Lines from the first one down to the one containing "pub const MAX_DELAY_MS_RANGE: std::ops::RangeInclusive<i64>" in the data below are the only ones needed; please return them exactly, both ends included.

-------- Data supplied

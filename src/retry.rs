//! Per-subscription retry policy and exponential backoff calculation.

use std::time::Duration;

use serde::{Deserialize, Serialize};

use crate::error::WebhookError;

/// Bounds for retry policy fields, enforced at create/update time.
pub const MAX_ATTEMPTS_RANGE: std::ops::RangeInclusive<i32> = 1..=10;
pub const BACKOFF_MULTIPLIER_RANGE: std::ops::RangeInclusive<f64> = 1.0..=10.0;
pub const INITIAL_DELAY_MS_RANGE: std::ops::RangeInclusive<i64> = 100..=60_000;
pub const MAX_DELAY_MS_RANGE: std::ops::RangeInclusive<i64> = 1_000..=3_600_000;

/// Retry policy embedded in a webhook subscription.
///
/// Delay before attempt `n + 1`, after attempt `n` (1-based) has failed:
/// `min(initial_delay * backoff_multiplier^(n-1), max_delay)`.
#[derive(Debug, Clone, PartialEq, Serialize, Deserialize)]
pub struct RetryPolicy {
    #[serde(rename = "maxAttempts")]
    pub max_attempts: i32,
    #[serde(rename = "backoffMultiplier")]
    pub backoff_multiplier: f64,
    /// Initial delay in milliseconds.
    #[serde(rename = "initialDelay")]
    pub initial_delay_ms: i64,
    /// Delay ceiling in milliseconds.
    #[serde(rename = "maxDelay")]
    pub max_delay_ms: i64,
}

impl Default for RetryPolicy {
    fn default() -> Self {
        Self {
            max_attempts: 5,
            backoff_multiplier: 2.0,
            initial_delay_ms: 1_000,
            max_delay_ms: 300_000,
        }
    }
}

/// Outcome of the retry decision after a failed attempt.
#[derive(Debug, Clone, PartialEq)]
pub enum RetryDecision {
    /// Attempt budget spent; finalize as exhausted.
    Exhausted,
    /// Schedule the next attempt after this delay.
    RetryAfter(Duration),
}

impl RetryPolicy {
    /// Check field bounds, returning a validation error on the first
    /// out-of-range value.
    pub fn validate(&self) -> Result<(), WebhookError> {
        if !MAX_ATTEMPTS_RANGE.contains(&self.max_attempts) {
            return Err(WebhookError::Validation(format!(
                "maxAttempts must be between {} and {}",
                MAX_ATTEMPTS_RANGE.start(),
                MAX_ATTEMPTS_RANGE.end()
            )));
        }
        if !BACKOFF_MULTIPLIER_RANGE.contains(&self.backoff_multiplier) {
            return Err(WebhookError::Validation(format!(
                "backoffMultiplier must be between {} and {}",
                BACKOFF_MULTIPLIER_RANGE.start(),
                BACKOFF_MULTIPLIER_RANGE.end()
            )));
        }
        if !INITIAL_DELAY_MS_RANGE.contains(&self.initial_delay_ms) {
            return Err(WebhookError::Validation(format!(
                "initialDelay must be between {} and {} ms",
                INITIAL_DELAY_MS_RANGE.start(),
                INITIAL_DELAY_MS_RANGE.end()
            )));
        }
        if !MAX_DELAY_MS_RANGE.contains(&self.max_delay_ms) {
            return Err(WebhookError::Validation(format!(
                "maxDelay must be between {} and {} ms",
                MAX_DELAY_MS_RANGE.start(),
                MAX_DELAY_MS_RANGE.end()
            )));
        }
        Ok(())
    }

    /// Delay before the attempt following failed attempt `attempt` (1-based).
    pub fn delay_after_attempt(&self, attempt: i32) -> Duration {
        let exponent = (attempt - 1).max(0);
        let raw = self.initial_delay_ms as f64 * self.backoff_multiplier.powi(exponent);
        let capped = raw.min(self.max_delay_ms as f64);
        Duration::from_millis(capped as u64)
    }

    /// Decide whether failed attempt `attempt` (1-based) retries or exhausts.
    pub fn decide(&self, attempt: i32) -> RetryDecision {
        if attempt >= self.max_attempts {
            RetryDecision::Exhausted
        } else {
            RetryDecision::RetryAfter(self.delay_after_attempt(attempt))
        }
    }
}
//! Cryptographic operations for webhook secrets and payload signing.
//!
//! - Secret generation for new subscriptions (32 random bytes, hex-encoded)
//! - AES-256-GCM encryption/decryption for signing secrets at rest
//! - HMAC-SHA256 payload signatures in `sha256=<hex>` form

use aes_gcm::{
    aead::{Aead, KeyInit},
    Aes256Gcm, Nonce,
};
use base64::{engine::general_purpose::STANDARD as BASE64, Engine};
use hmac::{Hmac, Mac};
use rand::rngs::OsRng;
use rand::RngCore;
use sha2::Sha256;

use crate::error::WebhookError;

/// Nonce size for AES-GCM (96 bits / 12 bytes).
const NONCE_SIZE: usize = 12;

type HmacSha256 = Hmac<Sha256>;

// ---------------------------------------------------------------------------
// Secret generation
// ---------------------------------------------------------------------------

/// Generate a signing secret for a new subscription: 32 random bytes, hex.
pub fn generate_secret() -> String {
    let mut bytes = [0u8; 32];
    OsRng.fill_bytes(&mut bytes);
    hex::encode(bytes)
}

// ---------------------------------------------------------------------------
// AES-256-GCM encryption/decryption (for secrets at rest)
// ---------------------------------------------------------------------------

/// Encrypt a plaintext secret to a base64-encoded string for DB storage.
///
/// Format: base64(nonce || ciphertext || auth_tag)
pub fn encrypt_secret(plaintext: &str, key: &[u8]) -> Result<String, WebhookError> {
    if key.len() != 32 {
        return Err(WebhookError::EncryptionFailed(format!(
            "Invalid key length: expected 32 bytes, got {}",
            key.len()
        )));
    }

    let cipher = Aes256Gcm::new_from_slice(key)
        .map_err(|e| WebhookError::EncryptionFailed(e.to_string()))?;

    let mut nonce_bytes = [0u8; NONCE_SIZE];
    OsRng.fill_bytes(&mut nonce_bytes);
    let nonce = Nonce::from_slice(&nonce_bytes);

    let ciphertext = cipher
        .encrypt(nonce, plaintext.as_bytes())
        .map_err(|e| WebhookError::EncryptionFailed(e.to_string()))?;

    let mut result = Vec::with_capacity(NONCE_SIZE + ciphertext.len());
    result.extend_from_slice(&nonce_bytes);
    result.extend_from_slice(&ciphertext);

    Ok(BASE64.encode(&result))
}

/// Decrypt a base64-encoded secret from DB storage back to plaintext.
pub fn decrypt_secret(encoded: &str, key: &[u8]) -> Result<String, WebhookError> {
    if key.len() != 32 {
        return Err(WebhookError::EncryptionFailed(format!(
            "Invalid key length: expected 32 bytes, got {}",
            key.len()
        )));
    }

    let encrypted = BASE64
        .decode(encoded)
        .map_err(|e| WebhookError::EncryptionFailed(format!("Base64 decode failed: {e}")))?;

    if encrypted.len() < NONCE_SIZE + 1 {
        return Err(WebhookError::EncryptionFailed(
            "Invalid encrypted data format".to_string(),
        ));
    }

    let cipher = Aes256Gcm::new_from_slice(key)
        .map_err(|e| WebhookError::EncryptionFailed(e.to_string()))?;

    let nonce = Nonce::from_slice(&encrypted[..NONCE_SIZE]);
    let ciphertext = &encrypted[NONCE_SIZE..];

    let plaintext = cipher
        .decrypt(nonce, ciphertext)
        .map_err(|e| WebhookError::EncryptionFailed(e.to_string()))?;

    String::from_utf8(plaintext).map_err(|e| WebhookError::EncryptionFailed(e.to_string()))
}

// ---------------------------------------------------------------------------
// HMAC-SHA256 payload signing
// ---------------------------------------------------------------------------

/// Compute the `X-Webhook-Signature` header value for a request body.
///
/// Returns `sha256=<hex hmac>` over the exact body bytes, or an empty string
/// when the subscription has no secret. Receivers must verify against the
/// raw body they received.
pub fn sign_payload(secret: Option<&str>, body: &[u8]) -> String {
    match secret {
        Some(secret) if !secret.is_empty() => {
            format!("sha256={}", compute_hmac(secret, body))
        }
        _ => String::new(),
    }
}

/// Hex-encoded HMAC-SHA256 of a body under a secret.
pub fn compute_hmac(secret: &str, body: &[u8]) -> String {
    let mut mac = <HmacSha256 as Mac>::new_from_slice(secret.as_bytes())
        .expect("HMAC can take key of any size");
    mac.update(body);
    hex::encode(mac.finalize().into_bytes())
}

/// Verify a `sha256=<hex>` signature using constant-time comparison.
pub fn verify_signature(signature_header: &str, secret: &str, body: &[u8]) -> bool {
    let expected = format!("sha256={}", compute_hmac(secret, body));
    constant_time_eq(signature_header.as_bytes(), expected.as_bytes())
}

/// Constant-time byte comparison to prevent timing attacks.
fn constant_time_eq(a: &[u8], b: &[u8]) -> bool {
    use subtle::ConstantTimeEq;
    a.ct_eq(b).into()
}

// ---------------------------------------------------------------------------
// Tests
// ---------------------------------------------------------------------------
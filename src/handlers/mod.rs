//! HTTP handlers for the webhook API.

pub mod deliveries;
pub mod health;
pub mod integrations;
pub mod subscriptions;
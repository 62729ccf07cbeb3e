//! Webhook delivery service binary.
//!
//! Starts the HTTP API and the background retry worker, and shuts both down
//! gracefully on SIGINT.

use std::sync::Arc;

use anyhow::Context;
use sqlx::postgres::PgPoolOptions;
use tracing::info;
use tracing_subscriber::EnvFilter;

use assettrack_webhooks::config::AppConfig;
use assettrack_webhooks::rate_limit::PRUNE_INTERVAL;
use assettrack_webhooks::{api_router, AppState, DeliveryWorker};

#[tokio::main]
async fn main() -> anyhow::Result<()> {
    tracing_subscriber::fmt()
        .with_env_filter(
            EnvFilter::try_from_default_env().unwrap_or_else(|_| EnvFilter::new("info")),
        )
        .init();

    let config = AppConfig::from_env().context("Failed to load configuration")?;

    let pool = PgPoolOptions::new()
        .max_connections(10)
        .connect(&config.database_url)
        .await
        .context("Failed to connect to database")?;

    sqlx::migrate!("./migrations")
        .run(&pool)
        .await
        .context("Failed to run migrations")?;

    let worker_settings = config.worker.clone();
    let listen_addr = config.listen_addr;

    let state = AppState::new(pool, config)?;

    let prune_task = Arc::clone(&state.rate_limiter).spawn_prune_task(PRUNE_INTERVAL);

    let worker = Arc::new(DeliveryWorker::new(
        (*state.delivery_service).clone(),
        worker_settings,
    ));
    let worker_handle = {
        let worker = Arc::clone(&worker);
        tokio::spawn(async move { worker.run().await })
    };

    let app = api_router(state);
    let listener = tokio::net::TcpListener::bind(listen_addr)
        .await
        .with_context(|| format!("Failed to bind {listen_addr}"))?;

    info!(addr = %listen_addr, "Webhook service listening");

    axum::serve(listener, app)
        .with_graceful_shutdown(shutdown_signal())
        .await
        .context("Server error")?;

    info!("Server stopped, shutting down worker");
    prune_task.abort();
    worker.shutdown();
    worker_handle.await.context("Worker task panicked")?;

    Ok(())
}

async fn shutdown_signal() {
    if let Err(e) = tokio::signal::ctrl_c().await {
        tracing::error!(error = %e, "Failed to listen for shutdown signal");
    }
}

----------------

→ Solution
filename src/retry.rs
//! Per-subscription retry policy and exponential backoff calculation.

use std::time::Duration;

use serde::{Deserialize, Serialize};

use crate::error::WebhookError;

/// Bounds for retry policy fields, enforced at create/update time.
pub const MAX_ATTEMPTS_RANGE: std::ops::RangeInclusive<i32> = 1..=10;
pub const BACKOFF_MULTIPLIER_RANGE: std::ops::RangeInclusive<f64> = 1.0..=10.0;
pub const INITIAL_DELAY_MS_RANGE: std::ops::RangeInclusive<i64> = 100..=60_000;
pub const MAX_DELAY_MS_RANGE: std::ops::RangeInclusive<i64> = 1_000..=3_600_000;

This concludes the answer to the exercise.